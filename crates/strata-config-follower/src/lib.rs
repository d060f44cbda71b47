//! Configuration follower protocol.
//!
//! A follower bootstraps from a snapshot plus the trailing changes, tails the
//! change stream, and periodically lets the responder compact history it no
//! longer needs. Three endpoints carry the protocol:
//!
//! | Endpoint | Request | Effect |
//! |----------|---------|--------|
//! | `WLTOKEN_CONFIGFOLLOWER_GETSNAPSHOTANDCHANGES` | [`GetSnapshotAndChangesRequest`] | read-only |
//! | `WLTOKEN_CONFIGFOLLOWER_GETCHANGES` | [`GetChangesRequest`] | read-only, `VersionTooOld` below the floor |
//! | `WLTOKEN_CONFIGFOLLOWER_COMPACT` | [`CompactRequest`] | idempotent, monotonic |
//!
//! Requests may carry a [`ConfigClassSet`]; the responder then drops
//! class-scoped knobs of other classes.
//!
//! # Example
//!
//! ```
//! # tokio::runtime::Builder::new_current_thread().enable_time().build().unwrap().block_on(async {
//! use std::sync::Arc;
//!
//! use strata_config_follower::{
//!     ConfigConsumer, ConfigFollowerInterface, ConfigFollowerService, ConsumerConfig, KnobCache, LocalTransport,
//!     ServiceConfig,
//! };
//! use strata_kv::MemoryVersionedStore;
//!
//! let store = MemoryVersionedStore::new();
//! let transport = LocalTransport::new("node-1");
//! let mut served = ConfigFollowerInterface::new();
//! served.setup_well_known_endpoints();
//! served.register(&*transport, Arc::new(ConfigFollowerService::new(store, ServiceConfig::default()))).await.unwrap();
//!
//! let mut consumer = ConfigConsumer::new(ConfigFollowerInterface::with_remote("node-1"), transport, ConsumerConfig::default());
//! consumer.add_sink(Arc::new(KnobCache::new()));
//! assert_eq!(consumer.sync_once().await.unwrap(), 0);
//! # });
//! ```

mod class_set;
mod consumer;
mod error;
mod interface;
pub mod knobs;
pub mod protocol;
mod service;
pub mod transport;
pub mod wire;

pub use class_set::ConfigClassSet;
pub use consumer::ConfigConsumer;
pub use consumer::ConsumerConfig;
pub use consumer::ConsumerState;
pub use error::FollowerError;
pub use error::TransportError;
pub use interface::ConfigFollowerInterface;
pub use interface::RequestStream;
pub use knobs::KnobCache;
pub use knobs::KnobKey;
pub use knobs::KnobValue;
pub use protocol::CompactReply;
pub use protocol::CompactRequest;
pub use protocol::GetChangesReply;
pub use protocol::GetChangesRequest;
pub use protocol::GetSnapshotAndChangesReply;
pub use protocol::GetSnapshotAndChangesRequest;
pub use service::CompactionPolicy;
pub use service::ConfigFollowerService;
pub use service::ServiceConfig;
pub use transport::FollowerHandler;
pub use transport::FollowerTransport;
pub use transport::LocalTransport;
==
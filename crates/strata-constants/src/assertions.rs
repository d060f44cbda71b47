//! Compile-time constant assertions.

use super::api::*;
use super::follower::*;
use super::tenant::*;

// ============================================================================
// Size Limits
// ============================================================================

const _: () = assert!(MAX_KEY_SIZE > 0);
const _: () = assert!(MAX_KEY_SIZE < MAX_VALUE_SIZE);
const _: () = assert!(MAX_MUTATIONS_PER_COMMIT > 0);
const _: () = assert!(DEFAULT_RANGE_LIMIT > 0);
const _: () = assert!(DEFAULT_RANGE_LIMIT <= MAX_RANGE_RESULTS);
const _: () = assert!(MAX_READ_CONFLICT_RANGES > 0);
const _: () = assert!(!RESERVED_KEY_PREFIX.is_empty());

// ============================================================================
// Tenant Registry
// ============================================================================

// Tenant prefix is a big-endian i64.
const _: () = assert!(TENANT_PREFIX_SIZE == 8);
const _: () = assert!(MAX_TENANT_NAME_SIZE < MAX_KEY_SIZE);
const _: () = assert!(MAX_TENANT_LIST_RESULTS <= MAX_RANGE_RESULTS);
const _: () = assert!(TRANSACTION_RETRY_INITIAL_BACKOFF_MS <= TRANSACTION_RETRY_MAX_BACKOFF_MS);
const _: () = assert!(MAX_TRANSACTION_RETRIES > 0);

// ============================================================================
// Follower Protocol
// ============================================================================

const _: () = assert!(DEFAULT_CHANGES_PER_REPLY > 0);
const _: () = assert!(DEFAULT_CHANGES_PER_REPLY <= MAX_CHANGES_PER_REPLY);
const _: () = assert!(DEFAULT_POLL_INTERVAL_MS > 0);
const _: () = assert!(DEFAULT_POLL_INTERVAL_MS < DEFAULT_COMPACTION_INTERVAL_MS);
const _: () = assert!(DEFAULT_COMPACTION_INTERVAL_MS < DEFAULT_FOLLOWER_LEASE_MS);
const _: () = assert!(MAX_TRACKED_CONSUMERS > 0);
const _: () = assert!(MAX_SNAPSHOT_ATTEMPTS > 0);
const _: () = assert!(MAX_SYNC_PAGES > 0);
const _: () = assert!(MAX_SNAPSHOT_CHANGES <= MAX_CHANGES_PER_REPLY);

_What you should do_.
Only one part of the material above is to be transcribed, namely the lines starting with the line that has "const _: () = assert!(MAX_MUTATIONS_PER_COMMIT" and going on through the line that has "const _: () = assert!(MAX_TENANT_LIST_RESULTS", exactly as they stand.

_Exercise response_.
const _: () = assert!(MAX_MUTATIONS_PER_COMMIT > 0);
const _: () = assert!(DEFAULT_RANGE_LIMIT > 0);
const _: () = assert!(DEFAULT_RANGE_LIMIT <= MAX_RANGE_RESULTS);
const _: () = assert!(MAX_READ_CONFLICT_RANGES > 0);
const _: () = assert!(!RESERVED_KEY_PREFIX.is_empty());

// ============================================================================
// Tenant Registry
// ============================================================================

// Tenant prefix is a big-endian i64.
const _: () = assert!(TENANT_PREFIX_SIZE == 8);
const _: () = assert!(MAX_TENANT_NAME_SIZE < MAX_KEY_SIZE);
const _: () = assert!(MAX_TENANT_LIST_RESULTS <= MAX_RANGE_RESULTS);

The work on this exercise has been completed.